Tu as un éditeur, tu fais des bandes-son de documentaires politico-historiques, de films, de spectacle de danse, ton album cite des extraits de poèmes et de films… Ne crains-tu pas d’avoir le défaut de ces gens qui sont trop dans l’artistique et donc vu comme trop arty autarciques ?
Il est vrai que je suis un peu autarcique. Pour l’instant je fais ce qu’il me plaît, je ne me préoccupe pas trop de la manière dont je suis vue, puisque jusqu’à présent, je n’étais pas vue, justement. Je fais partie des gens qui souvent travaillent dans l’ombre, qui participent à des projets où l’intérêt médiatique se situe à un autre endroit que le son ou la musique… J’ai souvent senti qu’en France, avoir beaucoup d’activités peut être perçu comme négatif, je crois que ce n’est pas le cas dans les pays anglo-saxons par exemple. Tant que j’ai du travail… Après je ne sais pas ce que signifie « être trop dans l’artistique », mais il m’importe quand même que ma musique puisse être immédiatement recevable, d’un point de vue sensible et émotionnel. Puisque c’est avant tout ce que j’aime lorsque j’écoute de la musique : avoir des frissons.
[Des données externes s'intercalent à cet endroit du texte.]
//! Target process discovery.
//!
//! The tracer attaches to a running node by process name. Exactly one
//! matching process is required: zero means the node is not running, more
//! than one means the name is ambiguous and attaching would be a guess.

use crate::collector::error::CollectError;

/// Find the single PID whose `/proc/<pid>/comm` matches `name`.
#[cfg(target_os = "linux")]
pub fn find_unique_pid(name: &str) -> Result<u32, CollectError> {
    let entries = std::fs::read_dir("/proc").map_err(|err| {
        CollectError::Configuration(format!("reading /proc: {err}"))
    })?;

    let mut matches = Vec::new();
    for entry in entries.flatten() {
        let Some(pid) = entry
            .file_name()
            .to_str()
            .and_then(|s| s.parse::<u32>().ok())
        else {
            continue;
        };
        // Processes may exit between readdir and the comm read.
        let Ok(comm) = std::fs::read_to_string(entry.path().join("comm")) else {
            continue;
        };
        if comm.trim_end() == name {
            matches.push(pid);
        }
    }

    match matches.len() {
        1 => Ok(matches[0]),
        0 => Err(CollectError::Configuration(format!(
            "no process named {name} found"
        ))),
        n => Err(CollectError::Configuration(format!(
            "expected one process named {name}, found {n}"
        ))),
    }
}

#[cfg(not(target_os = "linux"))]
pub fn find_unique_pid(name: &str) -> Result<u32, CollectError> {
    let _ = name;
    Err(CollectError::Configuration(
        "process discovery requires /proc and is only supported on linux".to_string(),
    ))
}

/// Resolve the executable path behind a PID, for probe attachment.
#[cfg(target_os = "linux")]
pub fn exe_path(pid: u32) -> Result<std::path::PathBuf, CollectError> {
    std::fs::read_link(format!("/proc/{pid}/exe")).map_err(|err| {
        CollectError::Configuration(format!("resolving executable of pid {pid}: {err}"))
    })
}

#[cfg(not(target_os = "linux"))]
pub fn exe_path(pid: u32) -> Result<std::path::PathBuf, CollectError> {
    Err(CollectError::Configuration(format!(
        "resolving executable of pid {pid} requires /proc and is only supported on linux"
    )))
}

#[cfg(all(test, target_os = "linux"))]
mod tests {
    use super::*;

    #[test]
    fn test_unknown_name_is_configuration() {
        let err = find_unique_pid("no-such-process-zzz").unwrap_err();
        assert!(matches!(err, CollectError::Configuration(_)));
        assert!(err.to_string().contains("no process named"));
    }
}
Qui est ton éditeur. Peux-tu m’en parler ? Une vraie rencontre ?
Mon éditeur, Frédéric Leibovitz, est une personne exquise, qui compte énormément pour moi, et qui en effet a été une rencontre déterminante dans mon parcours. Nous travaillons ensemble depuis 2005. C’est grâce à lui que j’ai opéré le glissement progressif vers l’électronique et l’expérimental, c’est lui qui m’a encouragée à faire des mélanges sonores et de genres. Il m’a donné confiance et a contribué amplement à ce que je puisse vivre de la musique. Par ailleurs c’est une personne terriblement intelligente et extrêmement cultivée que j’aime écouter.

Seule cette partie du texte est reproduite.